Writing Memoir: Tom Montgomery Fate and “The Long Way Home”
Tom Montgomery Fate discusses his writing process and his forthcoming memoir The Long Way Home with Sandy Stott.
The Long Way Home ventures from Fate’s small-town upbringing to vastly different cultures around the globe. Fate comes to define “home” not as a physical location, but as a way of belonging. “Migrating birds have an internal compass that allows them to home their way back to their nesting place each spring,” he writes. “For birds, home is both verb and noun — both journey and destination.”
The same is true for Fate. Whether he is bobbing in a canoe in the freezing rain with his son on a Canadian lake, praying with Lakota elders in a sweat lodge in South Dakota, or teaching English in a remote Filipino village, these are not stories of arrival. They are detours of discovery, a spiritual wayfinding through the wilderness of time and memory.
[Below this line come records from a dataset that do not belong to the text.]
use regex::Regex;
use serde::{Deserialize, Serialize};
use std::sync::LazyLock;
use tracing::debug;

use crate::calendars::{CalendarInstant, DateArg, DatePattern, INVALID_DATE};
use crate::formatting::document::{split_series_and_number, SeriesAndNumber};
use crate::formatting::number::{Amount, NumberLocale, NumberOptions};
use crate::formatting::phone::format_phone;
use crate::formatting::plural::{format_plural_amount, pluralize, PluralForm, WordFormsTable};

// Unanchored and with wildcard separators: anything that already contains a display date
// is passed through.
static DISPLAY_DATE_SHAPE: LazyLock<Regex> =
    LazyLock::new(|| Regex::new(r"[0-9]{2}.[0-9]{2}.[0-9]{4}").expect("static regex is valid"));

/// Locale and default patterns of a [`LocaleTextFormatter`].
#[derive(Debug, Clone, PartialEq, Eq, Serialize, Deserialize)]
#[serde(default)]
pub struct FormatterConfig {
    pub locale: NumberLocale,
    pub date_pattern: DatePattern,
    pub datetime_pattern: DatePattern,
    pub word_forms: WordFormsTable,
}

impl Default for FormatterConfig {
    fn default() -> Self {
        FormatterConfig {
            locale: NumberLocale::ru(),
            date_pattern: DatePattern::display_date(),
            datetime_pattern: DatePattern::display_datetime(),
            word_forms: WordFormsTable::currency(),
        }
    }
}

/// Renders amounts, dates, phone numbers and counted nouns for display.
///
/// ```rust
/// # use calfmt::formatting::LocaleTextFormatter;
/// let fmt = LocaleTextFormatter::new();
/// assert_eq!(fmt.format_amount_fixed(1234.5), "1\u{a0}234,50");
/// assert_eq!(fmt.format_amount("abc", &Default::default()), "");
/// assert_eq!(fmt.iso_date_to_display("2024-03-07"), "07.03.2024");
/// assert_eq!(fmt.format_plural_amount(21, 3), "21 рубль 3 копейки");
/// ```
#[derive(Debug, Clone, Default)]
pub struct LocaleTextFormatter {
    config: FormatterConfig,
}

impl LocaleTextFormatter {
    pub fn new() -> Self {
        Self::with_config(FormatterConfig::default())
    }

    pub fn with_config(config: FormatterConfig) -> Self {
        LocaleTextFormatter { config }
    }

    pub fn config(&self) -> &FormatterConfig {
        &self.config
    }

    /// Render an amount under the configured locale. A value that is not a number renders as
    /// an empty string rather than the locale's "not a number" label.
    pub fn format_amount(&self, amount: impl Into<Amount>, options: &NumberOptions) -> String {
        let result = self.config.locale.format(amount.into().value(), options);
        if result == self.config.locale.nan {
            debug!("amount is not a number, rendered empty");
            return String::new();
        }
        result
    }

    /// Render an amount with exactly two fraction digits.
    pub fn format_amount_fixed(&self, amount: impl Into<Amount>) -> String {
        self.format_amount(amount, &NumberOptions::fixed(2))
    }

    /// Render a date under the configured date pattern, `DD.MM.YYYY` by default.
    pub fn format_date<'a>(&self, date: impl Into<DateArg<'a>>) -> String {
        render(date.into(), &self.config.date_pattern)
    }

    /// Render a date under `pattern`, e.g. `D MMMM YYYY` for `7 марта 2024`.
    pub fn format_date_with<'a>(
        &self,
        date: impl Into<DateArg<'a>>,
        pattern: &DatePattern,
    ) -> String {
        render(date.into(), pattern)
    }

    /// Render a date-time under the configured pattern, `DD.MM.YYYY HH:mm:ss` by default.
    pub fn format_datetime<'a>(&self, date: impl Into<DateArg<'a>>) -> String {
        render(date.into(), &self.config.datetime_pattern)
    }

    pub fn format_datetime_with<'a>(
        &self,
        date: impl Into<DateArg<'a>>,
        pattern: &DatePattern,
    ) -> String {
        render(date.into(), pattern)
    }

    /// Convert `YYYY-MM-DD` text to `DD.MM.YYYY`.
    pub fn iso_date_to_display(&self, date: &str) -> String {
        if date.is_empty() {
            return String::new();
        }
        match DatePattern::iso_date().parse(date) {
            Ok(instant) => DatePattern::display_date().format(&instant),
            Err(e) => {
                debug!(%e, "iso date not converted");
                INVALID_DATE.to_string()
            }
        }
    }

    pub fn format_phone(&self, raw: &str) -> String {
        format_phone(raw)
    }

    pub fn pluralize<'f>(&self, number: i64, forms: &'f PluralForm) -> &'f str {
        pluralize(number, forms)
    }

    /// The form of a unit from the configured word forms table, if the unit is known.
    pub fn pluralize_unit(&self, number: i64, unit: &str) -> Option<&str> {
        self.config.word_forms.pluralize(unit, number)
    }

    pub fn format_plural_amount(&self, rubles: i64, kopeks: i64) -> String {
        format_plural_amount(rubles, kopeks)
    }

    pub fn split_series_and_number(&self, text: &str) -> SeriesAndNumber {
        split_series_and_number(text)
    }
}

fn render(date: DateArg<'_>, pattern: &DatePattern) -> String {
    match date {
        DateArg::Absent => String::new(),
        DateArg::Text(text) if DISPLAY_DATE_SHAPE.is_match(text) => text.to_string(),
        DateArg::Text("") => String::new(),
        DateArg::Text(text) => match CalendarInstant::parse_iso(text) {
            Ok(instant) => pattern.format(&instant),
            Err(e) => {
                debug!(%e, "date not rendered");
                INVALID_DATE.to_string()
            }
        },
        DateArg::Instant(instant) => pattern.format(&instant),
    }
}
Tom Montgomery Fate is the author of six books of creative nonfiction, including The Long Way Home: Detours and Discoveries, a travel memoir due out in July. A regular contributor to the Chicago Tribune, his essays have appeared in the Boston Globe, Baltimore Sun, Orion, The Iowa Review and many others. Dozens of his essays have also aired on NPR, PRI and Chicago Public Radio.